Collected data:
BEGIN
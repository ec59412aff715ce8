//! Connection state and the one-byte status characteristic.

use crate::ble::{CharHandle, GattRadio};
use log::{error, warn};
use std::fmt;
use std::sync::Arc;

/// Connection state as seen by the central.
///
/// `Idle → Connecting → {Connected, Error}`; both end states go back to
/// `Connecting` when new credentials arrive.
#[derive(Debug, Clone, Copy, PartialEq, Eq, Default)]
pub enum ConnectionState {
    #[default]
    Idle,
    Connecting,
    Connected,
    Error,
}

impl ConnectionState {
    /// Encoding used on the status characteristic.
    pub fn status_byte(self) -> u8 {
        match self {
            Self::Idle => 0x00,
            Self::Connecting => 0x01,
            Self::Connected => 0x02,
            Self::Error => 0x03,
        }
    }

    pub fn from_status_byte(byte: u8) -> Option<Self> {
        match byte {
            0x00 => Some(Self::Idle),
            0x01 => Some(Self::Connecting),
            0x02 => Some(Self::Connected),
            0x03 => Some(Self::Error),
            _ => None,
        }
    }
}

impl fmt::Display for ConnectionState {
    fn fmt(&self, f: &mut fmt::Formatter<'_>) -> fmt::Result {
        match self {
            Self::Idle => write!(f, "idle"),
            Self::Connecting => write!(f, "connecting"),
            Self::Connected => write!(f, "connected"),
            Self::Error => write!(f, "error"),
        }
    }
}

/// Mirrors the connection state into the status characteristic.
pub struct StatusChannel<R: GattRadio> {
    radio: Arc<R>,
    handle: CharHandle,
    last: ConnectionState,
}

impl<R: GattRadio> StatusChannel<R> {
    pub fn new(radio: Arc<R>, handle: CharHandle) -> Self {
        Self {
            radio,
            handle,
            last: ConnectionState::Idle,
        }
    }

    /// Store the encoded state and notify subscribers.
    ///
    /// Radio failures are logged; the state is still recorded as published.
    pub fn publish(&mut self, state: ConnectionState) {
        self.last = state;
        if let Err(e) = self.radio.gatt_write(self.handle, &[state.status_byte()]) {
            error!("Failed to update status characteristic: {}", e);
            return;
        }
        if let Err(e) = self.radio.notify(self.handle) {
            warn!("Status notification failed: {}", e);
        }
    }

    pub fn last_published(&self) -> ConnectionState {
        self.last
    }

    pub fn handle(&self) -> CharHandle {
        self.handle
    }
}

#[cfg(test)]
mod tests {
    use super::*;
    use crate::ble::{ServiceDefinition, SimRadio};
    use crate::config::ProvisionConfig;

    fn channel() -> (Arc<SimRadio>, StatusChannel<SimRadio>) {
        let radio = Arc::new(SimRadio::new());
        let handles = radio
            .register_service(&ServiceDefinition::provisioning(&ProvisionConfig::default()))
            .unwrap();
        let channel = StatusChannel::new(radio.clone(), handles.status);
        (radio, channel)
    }

    #[test]
    fn test_status_bytes() {
        assert_eq!(ConnectionState::Idle.status_byte(), 0);
        assert_eq!(ConnectionState::Connecting.status_byte(), 1);
        assert_eq!(ConnectionState::Connected.status_byte(), 2);
        assert_eq!(ConnectionState::Error.status_byte(), 3);
    }

    #[test]
    fn test_status_byte_decoding() {
        for byte in 0..=3u8 {
            let state = ConnectionState::from_status_byte(byte).unwrap();
            assert_eq!(state.status_byte(), byte);
        }
        assert_eq!(ConnectionState::from_status_byte(4), None);
    }

    #[test]
    fn test_publish_updates_backing_value() {
        let (radio, mut channel) = channel();
        channel.publish(ConnectionState::Connecting);

        assert_eq!(radio.central_read(channel.handle()).unwrap(), vec![1]);
        assert_eq!(channel.last_published(), ConnectionState::Connecting);
        // nobody subscribed
        assert!(radio.notifications().is_empty());
    }

    #[test]
    fn test_publish_notifies_subscriber() {
        let (radio, mut channel) = channel();
        radio.central_connect();
        radio.central_subscribe(true);

        channel.publish(ConnectionState::Connecting);
        channel.publish(ConnectionState::Error);

        let bytes: Vec<Vec<u8>> = radio.notifications().into_iter().map(|(_, v)| v).collect();
        assert_eq!(bytes, vec![vec![1], vec![3]]);
    }

    #[test]
    fn test_display() {
        assert_eq!(ConnectionState::Connected.to_string(), "connected");
    }
}
//! BLE transport: GATT service definition, advertising, and radio drivers.
//!
//! # Components
//!
//! - [`gatt`] - service definition, event type and the [`GattRadio`] driver seam
//! - [`advertising`] - advertising payload builder and [`Advertiser`]
//! - [`host`] - in-memory radio for host builds and tests
//! - `nimble` - NimBLE driver (ESP32 only)

pub mod advertising;
pub mod gatt;
#[cfg(not(feature = "esp32"))]
pub mod host;
#[cfg(feature = "esp32")]
mod nimble;

pub use advertising::{uuid_le_bytes, AdvertisingPayload, Advertiser, MAX_ADVERTISED_NAME_LEN};
pub use gatt::{
    CharAccess, CharHandle, CharacteristicDef, GattRadio, RadioError, RadioEvent,
    ServiceDefinition, ServiceHandles,
};
#[cfg(not(feature = "esp32"))]
pub use host::SimRadio;
#[cfg(feature = "esp32")]
pub use nimble::NimbleRadio;
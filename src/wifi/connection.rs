//! WiFi station over the ESP-IDF driver.
//!
//! `connect` is non-blocking: the join runs in the driver and its progress is
//! read back through [`NetworkInterface::link_status`]. Failure reasons come
//! from `StaDisconnected` events on the system event loop.

use super::link_status_from_reason;
use crate::network::{LinkStatus, NetworkError, NetworkInterface};
use esp_idf_hal::modem::Modem;
use esp_idf_svc::eventloop::{EspSubscription, EspSystemEventLoop, System};
use esp_idf_svc::wifi::{AuthMethod, ClientConfiguration, Configuration, EspWifi, WifiEvent};
use log::{debug, info};
use std::sync::atomic::{AtomicU16, Ordering};
use std::sync::Arc;

/// ESP32 WiFi station.
pub struct EspNetwork {
    wifi: EspWifi<'static>,
    /// Last disconnect reason seen since the current join started (0 = none).
    last_reason: Arc<AtomicU16>,
    joining: bool,
    _subscription: EspSubscription<'static, System>,
}

impl EspNetwork {
    /// Create the station driver and subscribe to its disconnect events.
    pub fn new(modem: Modem, sysloop: EspSystemEventLoop) -> Result<Self, NetworkError> {
        let wifi = EspWifi::new(modem, sysloop.clone(), None)?;

        let last_reason = Arc::new(AtomicU16::new(0));
        let event_reason = last_reason.clone();
        let subscription = sysloop.subscribe::<WifiEvent, _>(move |event| {
            if let WifiEvent::StaDisconnected(disconnected) = event {
                let reason = disconnected.reason() as u16;
                debug!("WiFi station disconnected, reason {}", reason);
                event_reason.store(reason, Ordering::SeqCst);
            }
        })?;

        Ok(Self {
            wifi,
            last_reason,
            joining: false,
            _subscription: subscription,
        })
    }

    fn netif_up(&self) -> bool {
        self.wifi.sta_netif().is_up().unwrap_or(false)
    }
}

impl NetworkInterface for EspNetwork {
    fn is_connected(&self) -> bool {
        self.wifi.is_connected().unwrap_or(false)
    }

    fn current_network_id(&self) -> Option<String> {
        if !self.is_connected() {
            return None;
        }
        match self.wifi.get_configuration() {
            Ok(Configuration::Client(client)) => Some(client.ssid.as_str().to_string()),
            _ => None,
        }
    }

    fn disconnect(&mut self) -> Result<(), NetworkError> {
        self.joining = false;
        if self.wifi.is_started()? && self.is_connected() {
            info!("Dropping current WiFi association");
            self.wifi.disconnect()?;
        }
        Ok(())
    }

    fn connect(&mut self, network_id: &str, secret: &str) -> Result<(), NetworkError> {
        let auth_method = if secret.is_empty() {
            AuthMethod::None
        } else {
            AuthMethod::WPA2Personal
        };

        let config = Configuration::Client(ClientConfiguration {
            ssid: network_id
                .try_into()
                .map_err(|_| NetworkError::Rejected("network id too long".into()))?,
            password: secret
                .try_into()
                .map_err(|_| NetworkError::Rejected("network secret too long".into()))?,
            auth_method,
            ..Default::default()
        });

        self.wifi.set_configuration(&config)?;
        if !self.wifi.is_started()? {
            self.wifi.start()?;
        }

        self.last_reason.store(0, Ordering::SeqCst);
        self.wifi.connect()?;
        self.joining = true;
        Ok(())
    }

    fn link_status(&mut self) -> LinkStatus {
        if self.is_connected() {
            return if self.netif_up() {
                LinkStatus::GotIp
            } else {
                LinkStatus::NoIp
            };
        }
        if !self.joining {
            return LinkStatus::Idle;
        }
        link_status_from_reason(self.last_reason.load(Ordering::SeqCst))
    }
}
END
Work item:
From the entries above, tally the lines that contain the string "sysloop". Report the total and nothing more.

Response for this exercise:
3